Your instructions:
Only the total should be returned: the number of lines in the data that hold the string "EmptyBaseUrl".

(Extracted data entries)
● ● ● ● ●

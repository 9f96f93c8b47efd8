//! Domain error types
//!
//! [`LookupError`] is the taxonomy every submission failure is folded into
//! before it reaches the user. Its `Display` output *is* the user-facing
//! message; internal causes are kept on the variant for logging only.

use crate::tool::id::ToolId;
use thiserror::Error;

/// Message shown for any failure without a more specific classification.
pub const SYNC_TIMEOUT_MESSAGE: &str =
    "Sync Timeout: Neural core failed to resolve grounding signals.";

/// Submission errors, as seen by the hub.
#[derive(Error, Debug, Clone, PartialEq, Eq)]
pub enum LookupError {
    /// Validator rejected the input; no network call was made.
    #[error("Format Mismatch: Please check the {tool_title} input protocol.")]
    InputFormat { tool_title: &'static str },

    /// The registry does not know the routing code.
    #[error("Invalid IFSC node signature.")]
    NotFound,

    /// The registry answered with a non-success status other than 404.
    #[error("IFSC network unavailable.")]
    Unavailable { status: u16 },

    /// Transport failure, unclassified status or malformed response.
    #[error("Sync Timeout: Neural core failed to resolve grounding signals.")]
    Transient { cause: String },
}

impl LookupError {
    /// Build a transient error, keeping the cause for diagnostics.
    pub fn transient(cause: impl Into<String>) -> Self {
        Self::Transient {
            cause: cause.into(),
        }
    }

    /// The message the user sees.
    pub fn user_message(&self) -> String {
        self.to_string()
    }

    /// True if the user can fix the problem by changing the input.
    pub fn is_user_correctable(&self) -> bool {
        matches!(self, Self::InputFormat { .. } | Self::NotFound)
    }

    /// Internal cause, if any (never shown to the user).
    pub fn cause(&self) -> Option<&str> {
        match self {
            Self::Transient { cause } => Some(cause),
            _ => None,
        }
    }
}

/// Errors raised while reshaping a raw service response into a record.
#[derive(Error, Debug)]
pub enum AdaptError {
    #[error("malformed {tool} response: {source}")]
    Malformed {
        tool: ToolId,
        #[source]
        source: serde_json::Error,
    },

    #[error("{tool} cannot be built from a {got} response")]
    ShapeMismatch { tool: ToolId, got: &'static str },
}

impl From<AdaptError> for LookupError {
    fn from(e: AdaptError) -> Self {
        LookupError::transient(e.to_string())
    }
}

#[cfg(test)]
mod tests {
    use super::*;

    #[test]
    fn test_input_format_message_names_tool() {
        let error = LookupError::InputFormat {
            tool_title: "GST Insight",
        };
        assert_eq!(
            error.user_message(),
            "Format Mismatch: Please check the GST Insight input protocol."
        );
    }

    #[test]
    fn test_transient_hides_cause() {
        let error = LookupError::transient("connection reset by peer");
        assert_eq!(error.user_message(), SYNC_TIMEOUT_MESSAGE);
        assert_eq!(error.cause(), Some("connection reset by peer"));
    }

    #[test]
    fn test_not_found_is_distinct_from_fallback() {
        assert_eq!(LookupError::NotFound.user_message(), "Invalid IFSC node signature.");
        assert_ne!(LookupError::NotFound.user_message(), SYNC_TIMEOUT_MESSAGE);
    }

    #[test]
    fn test_user_correctable() {
        assert!(LookupError::NotFound.is_user_correctable());
        assert!(LookupError::InputFormat { tool_title: "x" }.is_user_correctable());
        assert!(!LookupError::Unavailable { status: 503 }.is_user_correctable());
        assert!(!LookupError::transient("x").is_user_correctable());
    }

    #[test]
    fn test_adapt_error_becomes_transient() {
        let source = serde_json::from_str::<serde_json::Value>("{").unwrap_err();
        let error: LookupError = AdaptError::Malformed {
            tool: ToolId::Gst,
            source,
        }
        .into();
        assert!(matches!(error, LookupError::Transient { .. }));
        assert!(error.cause().unwrap().contains("gst"));
    }
}
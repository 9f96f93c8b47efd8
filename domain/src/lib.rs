//! Domain layer for neuralcore
//!
//! This crate contains the tool catalog, input validators, result records,
//! response adapters and the hub state machine. It has no dependencies on
//! infrastructure or presentation concerns.
//!
//! # Core Concepts
//!
//! ## Tools
//!
//! A closed set of five lookup agents ([`ToolId`]). Each one is described by a
//! static [`ToolDescriptor`] in the [`ToolRegistry`]:
//!
//! - **Finance**: `gst` (company registry), `ifsc` (bank branch registry)
//! - **Social**: `instagram` (profile lookup), `news` (trend digest)
//! - **Vision**: `visual` (text extraction / background removal)
//!
//! ## Submission flow
//!
//! ```text
//! input ──▶ InputFormat::validate ──▶ fetch (application port) ──▶ adapter::adapt ──▶ ResultSlots
//! ```
//!
//! The [`HubState`] tracks which tool is active and owns the per-tool result slots.

pub mod config;
pub mod core;
pub mod hub;
pub mod media;
pub mod prompt;
pub mod record;
pub mod tool;

// Re-export commonly used types
pub use config::OutputFormat;
pub use core::error::{AdaptError, LookupError, SYNC_TIMEOUT_MESSAGE};
pub use hub::state::{Completion, HubState, Rejection, Submission, SubmissionTicket};
pub use media::{DataUrl, DataUrlError};
pub use prompt::{FieldType, LookupPrompt, OutputSchema, SchemaField};
pub use record::{
    adapter::{RawResponse, StructuredReply, VisualOutput, adapt, strip_handle},
    branch::BranchRecord,
    company::{CompanyRecord, GstStatus},
    grounding::{GroundingSource, Grounded},
    profile::ProfileRecord,
    slots::{RecordView, ResultSlots, ToolRecord},
    trend::{TrendDigest, TrendItem},
    visual::{NO_TEXT_DETECTED, VisualMode, VisualRecord},
    NOT_AVAILABLE,
};
pub use tool::{
    descriptor::{FetchRoute, ToolDescriptor},
    id::{ToolCategory, ToolId},
    registry::ToolRegistry,
    validator::InputFormat,
};
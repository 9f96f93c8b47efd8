//! Bank branch registry configuration from TOML (`[registry]` section)

use serde::{Deserialize, Serialize};

#[derive(Debug, Clone, PartialEq, Eq, Serialize, Deserialize)]
#[serde(default)]
pub struct FileRegistryConfig {
    pub base_url: String,
}

impl Default for FileRegistryConfig {
    fn default() -> Self {
        Self {
            base_url: "https://ifsc.razorpay.com".to_string(),
        }
    }
}
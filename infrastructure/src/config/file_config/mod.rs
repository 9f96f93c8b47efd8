//! Raw TOML configuration data types
//!
//! These structs represent the exact structure of the TOML config file.
//! They are deserialized directly and use domain types where appropriate.

mod gemini;
mod output;
mod registry;
mod repl;

pub use gemini::{DEFAULT_API_KEY_ENV, FileGeminiConfig};
pub use output::FileOutputConfig;
pub use registry::FileRegistryConfig;
pub use repl::FileReplConfig;

use serde::{Deserialize, Serialize};
use thiserror::Error;

/// Configuration validation errors
#[derive(Debug, Error, PartialEq, Eq)]
pub enum ConfigValidationError {
    #[error("{field} cannot be empty")]
    EmptyModelName { field: &'static str },

    #[error("{field} cannot be empty")]
    EmptyBaseUrl { field: &'static str },

    #[error("{field} must start with http:// or https:// (got '{value}')")]
    InvalidBaseUrl { field: &'static str, value: String },

    #[error("{field} cannot be empty when set")]
    EmptyPath { field: &'static str },
}

/// Complete file configuration (raw TOML structure)
#[derive(Debug, Clone, Default, PartialEq, Serialize, Deserialize)]
#[serde(default)]
pub struct FileConfig {
    /// Completion service settings
    pub gemini: FileGeminiConfig,
    /// Bank branch registry settings
    pub registry: FileRegistryConfig,
    /// Output settings
    pub output: FileOutputConfig,
    /// REPL settings
    pub repl: FileReplConfig,
}

impl FileConfig {
    /// Validate the configuration
    pub fn validate(&self) -> Result<(), ConfigValidationError> {
        for (field, model) in [
            ("gemini.text_model", &self.gemini.text_model),
            ("gemini.image_model", &self.gemini.image_model),
        ] {
            if model.trim().is_empty() {
                return Err(ConfigValidationError::EmptyModelName { field });
            }
        }

        for (field, url) in [
            ("gemini.base_url", &self.gemini.base_url),
            ("registry.base_url", &self.registry.base_url),
        ] {
            check_base_url(field, url)?;
        }

        for (field, path) in [
            ("repl.history_file", &self.repl.history_file),
            ("repl.save_path", &self.repl.save_path),
        ] {
            if path.as_deref().is_some_and(|p| p.trim().is_empty()) {
                return Err(ConfigValidationError::EmptyPath { field });
            }
        }

        Ok(())
    }
}

fn check_base_url(field: &'static str, url: &str) -> Result<(), ConfigValidationError> {
    let url = url.trim();
    if url.is_empty() {
        return Err(ConfigValidationError::EmptyBaseUrl { field });
    }
    if !(url.starts_with("http://") || url.starts_with("https://")) {
        return Err(ConfigValidationError::InvalidBaseUrl {
            field,
            value: url.to_string(),
        });
    }
    Ok(())
}
//! Command-line interface definitions

pub mod commands;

● ● ● ● ●

Exercise solution:
2